>>

//! JSON file storage backend.

use std::collections::BTreeMap;
use std::fs;
use std::io::{ErrorKind, Write};
use std::path::{Path, PathBuf};
use std::sync::Mutex;

use tracing::{debug, warn};

use super::{DurableStore, StorageError, lock};

/// Durable storage kept in a single JSON object file.
///
/// Entries are cached in memory; every write serializes the full map to a
/// sibling temp file and renames it over the original, so a crash leaves
/// either the old or the new file, never a torn one.
#[derive(Debug)]
pub struct FileStore {
    path: PathBuf,
    entries: Mutex<BTreeMap<String, String>>,
}

impl FileStore {
    /// Open the store at `path`.
    ///
    /// A missing file opens as empty. An unreadable or unparseable file is
    /// logged and also opens as empty; the next write replaces it.
    #[must_use]
    pub fn open(path: impl Into<PathBuf>) -> Self {
        let path = path.into();
        let entries = match fs::read(&path) {
            Ok(bytes) => serde_json::from_slice(&bytes).unwrap_or_else(|err| {
                warn!(path = %path.display(), error = %err, "state file is corrupt, starting empty");
                BTreeMap::new()
            }),
            Err(err) if err.kind() == ErrorKind::NotFound => BTreeMap::new(),
            Err(err) => {
                warn!(path = %path.display(), error = %err, "state file unreadable, starting empty");
                BTreeMap::new()
            }
        };
        debug!(path = %path.display(), keys = entries.len(), "opened state file");

        Self {
            path,
            entries: Mutex::new(entries),
        }
    }

    /// Location of the backing file.
    #[must_use]
    pub fn path(&self) -> &Path {
        &self.path
    }

    fn commit(&self, entries: &BTreeMap<String, String>) -> Result<(), StorageError> {
        let bytes = serde_json::to_vec_pretty(entries)?;
        let tmp = temp_path_for(&self.path);

        if let Some(parent) = self.path.parent().filter(|p| !p.as_os_str().is_empty()) {
            fs::create_dir_all(parent)?;
        }
        let mut file = fs::File::create(&tmp)?;
        file.write_all(&bytes)?;
        file.sync_all()?;
        fs::rename(&tmp, &self.path)?;
        Ok(())
    }

    fn update(&self, apply: impl FnOnce(&mut BTreeMap<String, String>)) -> Result<(), StorageError> {
        let mut entries = lock(&self.entries);
        let mut next = entries.clone();
        apply(&mut next);
        self.commit(&next)?;
        *entries = next;
        Ok(())
    }
}

/// Sibling path a write is staged at before the rename.
fn temp_path_for(path: &Path) -> PathBuf {
    let mut tmp = path.as_os_str().to_owned();
    tmp.push(".tmp");
    PathBuf::from(tmp)
}

impl DurableStore for FileStore {
    fn get(&self, key: &str) -> Option<String> {
        lock(&self.entries).get(key).cloned()
    }

    fn set(&self, key: &str, value: &str) -> Result<(), StorageError> {
        self.update(|entries| {
            entries.insert(key.to_owned(), value.to_owned());
        })
    }

    fn remove(&self, key: &str) -> Result<(), StorageError> {
        if !lock(&self.entries).contains_key(key) {
            return Ok(());
        }
        self.update(|entries| {
            entries.remove(key);
        })
    }
}

#[cfg(test)]
#[allow(clippy::unwrap_used)]
mod tests {
    use super::*;

    fn temp_path() -> PathBuf {
        std::env::temp_dir().join(format!("shopfront-{}.json", uuid::Uuid::new_v4()))
    }

    #[test]
    fn test_survives_reopen() {
        let path = temp_path();
        let store = FileStore::open(&path);
        store.set("credential", "a.b.c").unwrap();
        store.set("cart", r#"{"version":1,"data":[]}"#).unwrap();
        store.remove("cart").unwrap();
        drop(store);

        let reopened = FileStore::open(&path);
        assert_eq!(reopened.get("credential").as_deref(), Some("a.b.c"));
        assert_eq!(reopened.get("cart"), None);

        fs::remove_file(&path).unwrap();
    }

    #[test]
    fn test_missing_file_opens_empty() {
        let store = FileStore::open(temp_path());
        assert_eq!(store.get("identity"), None);
    }

    #[test]
    fn test_corrupt_file_opens_empty_and_is_replaced() {
        let path = temp_path();
        fs::write(&path, b"{{{ not json").unwrap();

        let store = FileStore::open(&path);
        assert_eq!(store.get("credential"), None);
        store.set("credential", "x.y.z").unwrap();

        let reopened = FileStore::open(&path);
        assert_eq!(reopened.get("credential").as_deref(), Some("x.y.z"));
        fs::remove_file(&path).unwrap();
    }

    #[test]
    fn test_failed_write_keeps_previous_value() {
        // A directory where the temp file should go makes File::create fail.
        let path = temp_path();
        let store = FileStore::open(&path);
        store.set("cart", "old").unwrap();
        fs::create_dir(temp_path_for(&path)).unwrap();

        assert!(store.set("cart", "new").is_err());
        assert_eq!(store.get("cart").as_deref(), Some("old"));

        fs::remove_dir(temp_path_for(&path)).unwrap();
        fs::remove_file(&path).unwrap();
    }

    #[test]
    fn test_temp_path_never_equals_target() {
        let json = PathBuf::from("/var/lib/shop/state.json");
        assert_eq!(temp_path_for(&json), PathBuf::from("/var/lib/shop/state.json.tmp"));

        let tmp = PathBuf::from("/var/lib/shop/state.tmp");
        assert_eq!(temp_path_for(&tmp), PathBuf::from("/var/lib/shop/state.tmp.tmp"));
        assert_ne!(temp_path_for(&tmp), tmp);

        let bare = PathBuf::from("state");
        assert_eq!(temp_path_for(&bare), PathBuf::from("state.tmp"));
    }

    #[test]
    fn test_tmp_suffixed_state_file_round_trips() {
        let path = std::env::temp_dir().join(format!("shopfront-{}.tmp", uuid::Uuid::new_v4()));
        let store = FileStore::open(&path);
        store.set("credential", "a.b.c").unwrap();
        assert!(!temp_path_for(&path).exists());

        let reopened = FileStore::open(&path);
        assert_eq!(reopened.get("credential").as_deref(), Some("a.b.c"));
        fs::remove_file(&path).unwrap();
    }
}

<<

[What the task requires]: If a line of the listing above holds the string "impl", copy it.

[Task result]:
impl FileStore {
    pub fn open(path: impl Into<PathBuf>) -> Self {
    fn update(&self, apply: impl FnOnce(&mut BTreeMap<String, String>)) -> Result<(), StorageError> {
impl DurableStore for FileStore {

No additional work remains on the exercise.